Since Morocco embarked on a period of human rights reform in the mid-1990s, the vast majority of political exiles have been able to return home without fear of persecution. Mouti’, the head of the Islamist youth organization Shabiba Islamiya, is one of the few Moroccans still prevented from returning to his homeland for political reasons.

A Moroccan court sentenced him in absentia in 1980, to life in prison for the murder of the socialist party leader Omar Benjelloun. Mouti’, who is now 77, was abroad at the time of the killing and has always proclaimed his innocence in the affair. In subsequent in absentia trialsin 1982 and 1985, Moroccan courts sentenced him to death on charges of endangering the security of the state. During those years, hundreds of dissidents were imprisoned after unfair trials.

“A Moroccan has the right to a passport and to return to his homeland,” said Sarah Leah Whitson, Middle East and North Africa director at Human Rights Watch. “A state that respects the rule of law should not deny him these rights arbitrarily, whatever his court records may contain.”

Mouti’ has made repeated attempts, unsuccessfully, to get a new Moroccan passport. Until 2002, Morocco also denied passport renewals to his immediate family, apparently for no reason other than their relation to him. But most of his family members still perceive travel to Morocco as unsafe. They note that a Moroccan diplomat advised them all to wait for a royal amnesty before attempting to return.
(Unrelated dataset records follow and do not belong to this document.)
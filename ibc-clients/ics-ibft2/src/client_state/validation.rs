use ibc_client_ibft2_types::{
    ClientState as ClientStateType, ConsensusState as ConsensusStateType, Header,
    IBFT2_HEADER_TYPE_URL,
};
use ibc_core_client::context::client_state::ClientStateValidation;
use ibc_core_client::context::{ClientValidationContext, Convertible};
use ibc_core_client::types::error::ClientError;
use ibc_core_client::types::Status;
use ibc_core_host::types::identifiers::ClientId;
use ibc_primitives::prelude::*;
use ibc_primitives::proto::Any;

use super::{verify_header, ClientState};

impl<V> ClientStateValidation<V> for ClientState
where
    V: ClientValidationContext,
    ConsensusStateType: Convertible<V::ConsensusStateRef>,
    <ConsensusStateType as TryFrom<V::ConsensusStateRef>>::Error: Into<ClientError>,
{
    fn verify_client_message(
        &self,
        ctx: &V,
        client_id: &ClientId,
        client_message: Any,
    ) -> Result<(), ClientError> {
        verify_client_message(self.inner(), ctx, client_id, client_message)
    }

    fn status(&self, _ctx: &V, _client_id: &ClientId) -> Result<Status, ClientError> {
        Ok(status(self.inner()))
    }
}

/// Verify the client message as part of the client state validation
/// process. Only sealed headers are accepted as client messages.
pub fn verify_client_message<V>(
    client_state: &ClientStateType,
    ctx: &V,
    client_id: &ClientId,
    client_message: Any,
) -> Result<(), ClientError>
where
    V: ClientValidationContext,
    ConsensusStateType: Convertible<V::ConsensusStateRef>,
    <ConsensusStateType as TryFrom<V::ConsensusStateRef>>::Error: Into<ClientError>,
{
    match client_message.type_url.as_str() {
        IBFT2_HEADER_TYPE_URL => {
            let header = Header::try_from(client_message)?;
            verify_header(client_state, ctx, client_id, &header)
        }
        _ => Err(ClientError::InvalidHeaderType(client_message.type_url)),
    }
}

/// A frozen client accepts neither headers nor proofs. IBFT2 clients do not
/// expire.
pub fn status(client_state: &ClientStateType) -> Status {
    if client_state.is_frozen() {
        Status::Frozen
    } else {
        Status::Active
    }
}
//! Implementation of the Client Semantics (ICS-02) data structures.
#![no_std]
#![forbid(unsafe_code)]
#![cfg_attr(not(test), deny(clippy::unwrap_used))]
#![deny(trivial_numeric_casts, unused_import_braces)]

extern crate alloc;

#[cfg(feature = "std")]
extern crate std;

pub mod error;
pub mod events;
mod height;
pub mod msgs;
mod status;

pub use height::*;
pub use status::*;

/// Re-exports ICS-02 proto types from the `ibc-proto` crate for added convenience.
pub mod proto {
    pub use ibc_proto::ibc::core::client::*;
}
No amnesty has been granted.

Mouti’ has continued his public criticism of those in power from exile, as exemplified by a recent letter he wrote, as leader of Shabiba Islamiya, criticizing members of the king’s entourage and encouraging him to respect peoples’ rights.

The International Covenant on Civil and Political Rights, which Morocco has ratified, states, “[N]o one shall be arbitrarily deprived of the right to enter his own country.”